The Malt Island (Wyspa Słodowa, /pl/), also known as the Słodowa Island, is a small islet on the Oder River within the Wrocław Old Town.

The island used to be called Vorderbleiche until 1945. Originally the name came from bleaching linen for the Order of Saint Clare. The island was owned by the Order of Saint Claire from the Middle Ages until the beginning of the 18th century, when it became the property of the city. In the 18th century the Malt Island was connected to Mill and Bielarska Islands with the iron bridge. In the second half of the 19th century, people began to build dwelling houses on it with sewerage systems, phones and electricity. In 1945 the German army installed field artillery there, which made it a target for frequent bombardment during World War II. During the siege of Wrocław at the end of World War II, almost all the buildings of the island were destroyed. There were only some of the buildings left, including the thirteenth-century St. Clare's Mills.

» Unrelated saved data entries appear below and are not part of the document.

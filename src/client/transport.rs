//! HTTP transport
//!
//! The narrow surface the sync core talks to: a plain request and a
//! multipart upload, both answering with a status code and a parsed body.
//! Token handling lives one layer up in [`crate::client::api`]; this layer
//! only attaches the bearer token it is handed.
//!
//! [`ReqwestTransport`] is the production implementation. Tests substitute
//! their own [`Transport`].

use crate::client::config::Config;
use crate::shared::form::FilePart;
use async_trait::async_trait;
use reqwest::multipart;
use serde::{Deserialize, Serialize};
use serde_json::Value;
use std::path::PathBuf;
use std::time::Duration;
use thiserror::Error;

/// HTTP method for queued and direct requests
#[derive(Debug, Clone, Copy, PartialEq, Eq, Serialize, Deserialize, Default)]
#[serde(rename_all = "UPPERCASE")]
pub enum Method {
    Get,
    #[default]
    Post,
    Put,
    Delete,
}

impl From<Method> for reqwest::Method {
    fn from(method: Method) -> Self {
        match method {
            Method::Get => reqwest::Method::GET,
            Method::Post => reqwest::Method::POST,
            Method::Put => reqwest::Method::PUT,
            Method::Delete => reqwest::Method::DELETE,
        }
    }
}

/// Request body encodings
#[derive(Debug, Clone, PartialEq)]
pub enum RequestBody {
    Empty,
    Json(Value),
    /// `application/x-www-form-urlencoded`
    Form(Vec<(String, String)>),
}

#[derive(Debug, Clone, PartialEq)]
pub struct ApiRequest {
    pub url: String,
    pub method: Method,
    pub body: RequestBody,
    pub bearer: Option<String>,
}

/// Multipart upload; always POSTed
#[derive(Debug, Clone, PartialEq)]
pub struct UploadRequest {
    pub url: String,
    pub files: Vec<FilePart>,
    pub form: Vec<(String, String)>,
    pub bearer: Option<String>,
}

/// Status code and parsed body
///
/// Bodies that are not JSON arrive as `Value::String`, empty bodies as
/// `Value::Null`.
#[derive(Debug, Clone, PartialEq)]
pub struct ApiResponse {
    pub status: u16,
    pub body: Value,
}

impl ApiResponse {
    pub fn new(status: u16, body: Value) -> Self {
        Self { status, body }
    }

    pub fn is_success(&self) -> bool {
        (200..300).contains(&self.status)
    }

    /// Body as display text
    pub fn body_text(&self) -> String {
        match &self.body {
            Value::Null => String::new(),
            Value::String(text) => text.clone(),
            other => other.to_string(),
        }
    }

    /// Top-level field of an object body
    pub fn field(&self, name: &str) -> Option<&Value> {
        self.body.as_object().and_then(|object| object.get(name))
    }
}

/// Transport errors
#[derive(Debug, Error)]
pub enum TransportError {
    /// No response reached us
    #[error("network error: {0}")]
    Network(String),

    /// A staged media file could not be read
    #[error("failed to read {}: {message}", .path.display())]
    File { path: PathBuf, message: String },

    #[error("invalid request: {0}")]
    InvalidRequest(String),
}

impl From<reqwest::Error> for TransportError {
    fn from(err: reqwest::Error) -> Self {
        if err.is_builder() {
            TransportError::InvalidRequest(err.to_string())
        } else {
            TransportError::Network(err.to_string())
        }
    }
}

#[async_trait]
pub trait Transport: Send + Sync {
    async fn request(&self, request: ApiRequest) -> Result<ApiResponse, TransportError>;

    async fn upload(&self, request: UploadRequest) -> Result<ApiResponse, TransportError>;
}

/// reqwest-backed transport
#[derive(Debug, Clone)]
pub struct ReqwestTransport {
    client: reqwest::Client,
}

impl ReqwestTransport {
    pub fn new(timeout: Duration) -> Result<Self, TransportError> {
        let client = reqwest::Client::builder().timeout(timeout).build()?;
        Ok(Self { client })
    }

    pub fn from_config(config: &Config) -> Result<Self, TransportError> {
        Self::new(config.request_timeout())
    }
}

#[async_trait]
impl Transport for ReqwestTransport {
    async fn request(&self, request: ApiRequest) -> Result<ApiResponse, TransportError> {
        let mut builder = self.client.request(request.method.into(), &request.url);
        if let Some(token) = &request.bearer {
            builder = builder.bearer_auth(token);
        }
        builder = match &request.body {
            RequestBody::Empty => builder,
            RequestBody::Json(value) => builder.json(value),
            RequestBody::Form(pairs) => builder.form(pairs),
        };

        let response = builder.send().await?;
        decode(response).await
    }

    async fn upload(&self, request: UploadRequest) -> Result<ApiResponse, TransportError> {
        let mut form = multipart::Form::new();
        for (key, value) in request.form {
            form = form.text(key, value);
        }
        for file in request.files {
            let bytes = tokio::fs::read(&file.path)
                .await
                .map_err(|e| TransportError::File {
                    path: file.path.clone(),
                    message: e.to_string(),
                })?;
            let file_name = file
                .path
                .file_name()
                .map(|name| name.to_string_lossy().into_owned())
                .unwrap_or_else(|| file.name.clone());
            form = form.part(file.name, multipart::Part::bytes(bytes).file_name(file_name));
        }

        let mut builder = self.client.post(&request.url).multipart(form);
        if let Some(token) = &request.bearer {
            builder = builder.bearer_auth(token);
        }

        let response = builder.send().await?;
        decode(response).await
    }
}

async fn decode(response: reqwest::Response) -> Result<ApiResponse, TransportError> {
    let status = response.status().as_u16();
    let text = response.text().await?;
    let body = if text.trim().is_empty() {
        Value::Null
    } else {
        serde_json::from_str(&text).unwrap_or(Value::String(text))
    };
    Ok(ApiResponse { status, body })
}
//! Key/value persistence
//!
//! Queue, record and token state are stored as JSON documents under fixed
//! keys. A value that no longer parses is dropped with a warning so a bad
//! write never keeps the client from starting. A store that cannot be read
//! is an error: treating it as empty would let the next write replace data
//! that is still on disk.

use crate::shared::error::SharedError;
use async_trait::async_trait;
use serde::de::DeserializeOwned;
use serde::Serialize;
use serde_json::Value;
use std::collections::HashMap;
use tokio::sync::RwLock;

#[async_trait]
pub trait KeyValueStore: Send + Sync {
    async fn get(&self, key: &str) -> Result<Option<String>, SharedError>;

    async fn set(&self, key: &str, value: &str) -> Result<(), SharedError>;

    async fn remove(&self, key: &str) -> Result<(), SharedError>;
}

/// In-process store, lost on exit
#[derive(Debug, Default)]
pub struct MemoryStore {
    entries: RwLock<HashMap<String, String>>,
}

impl MemoryStore {
    pub fn new() -> Self {
        Self::default()
    }
}

#[async_trait]
impl KeyValueStore for MemoryStore {
    async fn get(&self, key: &str) -> Result<Option<String>, SharedError> {
        Ok(self.entries.read().await.get(key).cloned())
    }

    async fn set(&self, key: &str, value: &str) -> Result<(), SharedError> {
        self.entries
            .write()
            .await
            .insert(key.to_string(), value.to_string());
        Ok(())
    }

    async fn remove(&self, key: &str) -> Result<(), SharedError> {
        self.entries.write().await.remove(key);
        Ok(())
    }
}

/// Read and decode `key`
///
/// Missing and corrupt entries come back as `Ok(None)`; corrupt entries are
/// removed. Read failures are returned.
pub async fn load_json<T: DeserializeOwned>(
    store: &dyn KeyValueStore,
    key: &str,
) -> Result<Option<T>, SharedError> {
    let Some(raw) = store.get(key).await? else {
        return Ok(None);
    };

    match serde_json::from_str(&raw) {
        Ok(value) => Ok(Some(value)),
        Err(e) => {
            discard(store, key, &e).await;
            Ok(None)
        }
    }
}

/// Read a JSON array under `key`, decoding each element on its own
///
/// Elements that do not decode are dropped with a warning and the rest are
/// kept. If the document is not an array at all it is treated like a
/// corrupt [`load_json`] entry.
pub async fn load_json_list<T: DeserializeOwned>(
    store: &dyn KeyValueStore,
    key: &str,
) -> Result<Option<Vec<T>>, SharedError> {
    let Some(raw) = load_json::<Vec<Value>>(store, key).await? else {
        return Ok(None);
    };

    let total = raw.len();
    let items: Vec<T> = raw
        .into_iter()
        .enumerate()
        .filter_map(|(index, value)| match serde_json::from_value(value) {
            Ok(item) => Some(item),
            Err(e) => {
                tracing::warn!("[STORE] dropping entry {} of {}: {}", index, key, e);
                None
            }
        })
        .collect();
    if items.len() < total {
        tracing::warn!(
            "[STORE] kept {} of {} entries in {}",
            items.len(),
            total,
            key
        );
    }
    Ok(Some(items))
}

async fn discard(store: &dyn KeyValueStore, key: &str, error: &serde_json::Error) {
    tracing::warn!("[STORE] discarding corrupt entry {}: {}", key, error);
    if let Err(e) = store.remove(key).await {
        tracing::warn!("[STORE] failed to remove {}: {}", key, e);
    }
}

/// Encode and write `value` under `key`
pub async fn save_json<T: Serialize + ?Sized>(
    store: &dyn KeyValueStore,
    key: &str,
    value: &T,
) -> Result<(), SharedError> {
    let raw = serde_json::to_string(value)?;
    store.set(key, &raw).await
}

St. Clare's Mills were blown up by sappers in 1975 on the order of Wrocław mayor, Marian Czubiński. The decision was met with widespread criticism and protests by the people of culture, architects, and urban planners. For nearly a quarter century after the destruction of mills, the area remained almost completely undeveloped, with only one house left on the island.

In Polish, Wyspa Słodowa is also the name of the street connecting the Malt Island with the Mill Island, and further with St. Jadwiga Street on the Sand Island. This is why Tumski Hotel uses the address Wyspa Słodowa 10, despite it being located on the Mill Island.

The Malt Island and the neighbouring Sand Island host many cultural events and concerts, especially during the summer season. In has frequently served as a venue for events associated with the Students' Holidays in May. In 2008 the island was one of the venues of the international street art exhibition "External Artists / Out of Sth", during which Italian artist Blu created a mural called "Statue of Enslavement".

On 5 July 2018, the Malt Island was designated as one of five locations in Wrocław where alcohol consumption is allowed in public. It is the only such place in the city centre.